S20: inputting the model input data into a trained neural network model, so that the neural network model outputs a finger pressing state.

In the example of the present disclosure, the neural network model that outputs the finger pressing state on the basis of the ultrasonic echo signal is trained in advance, and the neural network model is obtained through training on the basis of a large amount of trained sample date, and includes but is not limited to a neural network model constructed on the basis of a recurrent neural network (RNN) or a convolutional neural network (CNN). Network parameters of the neural network model are obtained through training finger pressing data that covers a plurality of scenes, a plurality of temperatures, and other conditions, and is constructed in an early stage, and the finger pressing data obtained in each scene has classification label information for pressing, and during model training, the training may be carried out in a set model training manner until the neural network model that meets requirements, i.e., the trained neural network model, is obtained. Descriptions for subsequent examples may be referred to for training contents for the model.

In the step, the data processing center pre-process the ultrasonic echo signal to obtain model input data, and then inputs the model input data into the trained neural network model, so that the neural network model outputs the corresponding finger pressing state. For example, the trained neural network model may be built into the electronic device or deployed at a server side, and used in a form of model call, which is not limited specifically.

It may be seen that, in the example, a finger pressing state detection method based on a neural network model is provided, the model input data is obtained through pre-processing the ultrasonic echo signal, and the model input data is input into the trained neural network model, so that the neural network model outputs the corresponding finger pressing state; the corresponding intensity features of the ultrasonic echo signal, of the different finger pressing states are different, the pre-processed ultrasonic echo signal, i.e., the model input data, represents changes in the intensity features, and the trained neural network model outputs the finger pressing state on the basis of the model input data, without a manner of setting a benchmark threshold value to compare, so that differences among different ultrasonic modules (such as differences in ultrasonic piezoelectric sensors adopted by different electronic devices) may be eliminated; and the same network model parameter has higher generalization capability among the different ultrasonic modules, moreover, differences in various different scenes (temperatures, frequencies, etc.) and different finger states may be effectively eliminated, and a plurality of special scenes such as a high temperature, a low temperature and finger wetting may be covered, so that higher generalization capability and accuracy are achieved.

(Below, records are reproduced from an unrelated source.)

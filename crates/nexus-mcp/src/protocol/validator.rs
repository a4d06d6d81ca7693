//! Tool argument validation against a tool's parameter schema.

use jsonschema::Validator;
use serde_json::{Map, Value};

use crate::types::{McpError, McpResult, Tool};

/// Errors reported per rejected call.
const MAX_REPORTED_ERRORS: usize = 5;

/// A tool's `parameters` compiled once, checked on every call.
///
/// A tool with no schema (null or `{}`) accepts any arguments.
pub struct ArgumentSchema {
    validator: Option<Validator>,
}

impl ArgumentSchema {
    /// Compile the parameter schema of `tool`.
    pub fn compile(tool: &Tool) -> McpResult<Self> {
        let validator = match &tool.parameters {
            Value::Null => None,
            Value::Object(map) if map.is_empty() => None,
            schema => Some(jsonschema::validator_for(schema).map_err(|e| {
                McpError::InvalidParams(format!(
                    "tool {} has an invalid parameter schema: {e}",
                    tool.name
                ))
            })?),
        };
        Ok(Self { validator })
    }

    /// Check `arguments`. Absent arguments are checked as an empty object.
    pub fn validate(&self, arguments: &Value) -> McpResult<()> {
        let Some(validator) = &self.validator else {
            return Ok(());
        };

        let empty = Value::Object(Map::new());
        let arguments = if arguments.is_null() { &empty } else { arguments };
        if validator.is_valid(arguments) {
            return Ok(());
        }

        let message = validator
            .iter_errors(arguments)
            .take(MAX_REPORTED_ERRORS)
            .map(|e| e.to_string())
            .collect::<Vec<_>>()
            .join("; ");
        if message.is_empty() {
            return Err(McpError::InvalidParams("invalid arguments".into()));
        }
        Err(McpError::InvalidParams(message))
    }
}

impl std::fmt::Debug for ArgumentSchema {
    fn fmt(&self, f: &mut std::fmt::Formatter<'_>) -> std::fmt::Result {
        f.debug_struct("ArgumentSchema")
            .field("constrained", &self.validator.is_some())
            .finish()
    }
}
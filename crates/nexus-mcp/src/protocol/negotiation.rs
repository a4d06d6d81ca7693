//! Per-connection handshake state.

use chrono::{DateTime, Utc};
use serde::Serialize;
use uuid::Uuid;

use crate::types::{ClientCapabilities, InitializeParams, InitializeResult, McpError, McpResult};

/// Identity of one accepted connection.
pub type ConnectionId = Uuid;

/// Where a connection is in the handshake.
#[derive(Debug, Clone, Copy, PartialEq, Eq, Serialize)]
#[serde(rename_all = "snake_case")]
pub enum ConnectionPhase {
    /// Accepted, nothing negotiated yet.
    Connected,
    /// `initialize` answered, waiting for `initialized`.
    CapabilitiesNegotiated,
    /// Handshake complete.
    Ready,
}

/// Negotiated state of one connection.
#[derive(Debug, Clone)]
pub struct ConnectionState {
    /// The peer's declared capabilities.
    pub client: ClientCapabilities,
    /// Opaque root context from `initialize`.
    pub root_uri: String,
    /// Whether the `initialized` notification arrived.
    pub initialized: bool,
    /// Current handshake phase.
    pub phase: ConnectionPhase,
    /// When the connection was accepted.
    pub connected_at: DateTime<Utc>,
}

impl Default for ConnectionState {
    fn default() -> Self {
        Self {
            client: ClientCapabilities::default(),
            root_uri: String::new(),
            initialized: false,
            phase: ConnectionPhase::Connected,
            connected_at: Utc::now(),
        }
    }
}

impl ConnectionState {
    pub fn new() -> Self {
        Self::default()
    }

    /// Process an initialize request and return the result.
    ///
    /// Capabilities are fixed once negotiated, so a second `initialize`
    /// on the same connection is rejected.
    pub fn negotiate(&mut self, params: InitializeParams) -> McpResult<InitializeResult> {
        if self.phase != ConnectionPhase::Connected {
            return Err(McpError::InvalidRequest(
                "connection already initialized; re-negotiation is not supported".to_string(),
            ));
        }

        self.client = params.capabilities;
        self.root_uri = params.root_uri;
        self.phase = ConnectionPhase::CapabilitiesNegotiated;

        tracing::info!(root_uri = %self.root_uri, "Capabilities negotiated");

        Ok(InitializeResult::default_result())
    }

    /// Mark the handshake as complete (after receiving `initialized` notification).
    pub fn mark_initialized(&mut self) {
        if self.phase == ConnectionPhase::Connected {
            tracing::warn!("Received 'initialized' before 'initialize'; using default capabilities");
        }
        self.initialized = true;
        self.phase = ConnectionPhase::Ready;
        tracing::info!("MCP handshake complete");
    }

    /// Check that the handshake is complete before processing requests.
    pub fn ensure_initialized(&self) -> McpResult<()> {
        if !self.initialized {
            return Err(McpError::InvalidRequest(
                "connection not yet initialized. Send 'initialize' and 'initialized' first."
                    .to_string(),
            ));
        }
        Ok(())
    }
}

It needs to be noted that, in the example of the present disclosure, the neural network model may be constructed on the basis of a recurrent neural network (RNN) or a convolutional neural network (CNN), which is not limited specifically. It is taken as an example that the neural network model is constructed on the basis of a recurrent neural network, and in an example, the neural network model includes a first classification decision layer and a multi-layer recurrent neural network, and output of the multi-layer recurrent neural network is connected with the corresponding first classification decision layer; or, the neural network model includes a second classification decision layer and a single-layer recurrent neural network, and output of the single-layer recurrent neural network is connected with the second classification decision layer. That is to say, the recurrent neural network adopted may be a single-layer recurrent neural network or a multi-layer recurrent neural network. It should be understood that, the first classification decision layer and the second classification decision layer are merely expressions used for distinguishing between the single-layer network and the multi-layer network, and may be the same classification decision layer.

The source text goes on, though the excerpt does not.